Kathi and I are going to have to duke this one out. She can go find her own damn tree because there are other derelict prune trees in the ‘hood. In fact Clark County WA, where I live, used to be one of the top prune-growing areas in the US. No kidding.
These trees are vestiges of an agricultural crop that sustained the area for about fifty years starting in the 1880s. By 1900 more than 435,000 prune plum trees were producing 819 tons of fruit a year. I’m not sure whether that was fresh or dry weight.
Prunes were popular because they could be shipped long distances without spoiling. Records from that time suggest that 75% of the crop went to Germany, Austria and Poland.They sold for fifteen cents a pound until after World War I.
After the 1930s California began producing prunes in greater variety and more cheaply and local business declined. A World War II embargo banned shipments to Germany. Then an insect infestation destroyed many orchards, and growers turned to other crops.

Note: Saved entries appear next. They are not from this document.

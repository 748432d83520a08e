//! The deduction rules.
//!
//! Each rule implements the [`Technique`] trait and is applied to a
//! [`Board`]. Rules only read board state and mutate it through the board's
//! checked entry points; they never consult the deduction journal.

use std::fmt::Debug;

use deduku_core::Board;

pub use self::{
    hidden_pair::HiddenPair, hidden_single::HiddenSingle, locked_candidates::LockedCandidates,
    naked_pair::NakedPair, single::Single,
};
use crate::SolverError;

mod hidden_pair;
mod hidden_single;
mod locked_candidates;
mod naked_pair;
mod single;

/// Returns all five techniques, ordered from cheapest to most expensive.
///
/// The order is fixed: Singles, Hidden Singles, Locked Candidates, Naked
/// Pairs, Hidden Pairs. The driver relies on this ordering to always try
/// the cheapest rule first.
///
/// # Examples
///
/// ```
/// let techniques = deduku_solver::technique::all_techniques();
/// assert_eq!(techniques.len(), 5);
/// assert_eq!(techniques[0].name(), "Single");
/// ```
#[must_use]
pub fn all_techniques() -> Vec<BoxedTechnique> {
    vec![
        Box::new(Single::new()),
        Box::new(HiddenSingle::new()),
        Box::new(LockedCandidates::new()),
        Box::new(NakedPair::new()),
        Box::new(HiddenPair::new()),
    ]
}

/// A deduction rule.
///
/// One application scans the whole board and performs every deduction the
/// rule can currently justify.
pub trait Technique: Debug {
    /// Returns the name of the technique, used in statistics and reason
    /// text.
    fn name(&self) -> &'static str;

    /// Returns a boxed clone of the technique.
    fn clone_box(&self) -> BoxedTechnique;

    /// Applies the technique to a board.
    ///
    /// # Returns
    ///
    /// * `Ok(true)` - at least one placement or elimination was made
    /// * `Ok(false)` - the rule found nothing to do
    ///
    /// # Errors
    ///
    /// Returns an error if the rule detects a contradiction in the board.
    fn apply(&self, board: &mut Board) -> Result<bool, SolverError>;
}

/// A boxed technique.
pub type BoxedTechnique = Box<dyn Technique>;

impl Clone for BoxedTechnique {
    fn clone(&self) -> Self {
        self.clone_box()
    }
}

Most of the old trees, including mine, are still small, gnarly, sickly. Most are missing at least half their branches, and the branches that remain are often dying or thickly covered with small branches known as water spouts.
And yet, every fall the miracle happens – perfect purple plums plop from the tired old branches – and I am so grateful.
Plum Kuchen (from Gourmet Magazine, ca 1975)
Preheat oven to 400 degrees
Sift together into a mixing bowl:
2 c. flour
2 T. sugar
½ t. salt
¼ t. baking powder
With a pastry blender or two knives, cut into the dry ingredients until the mixture looks mealy:
1 stick (1/2 cup) butter.
Pat an even layer of the mixture firmly over the bottom and halfway up the sides of an 8” square baking pan. (I prefer an 8” round spring form pan – when you remove the side it looks more like a French tart.)
Over the bottom pastry, arrange:
1 lb. Italian prune plums, halved and pitted.
Sprinkle the fruit with a blend of:
¾ c. sugar
1 t. ground cinnamon
Bake in a 400 degree oven for 15 minutes.
Beat together and pour over the fruit:
1 egg
1 c. sour cream,.
Continue the baking for 30 minutes longer. Serve warm or at room temperature.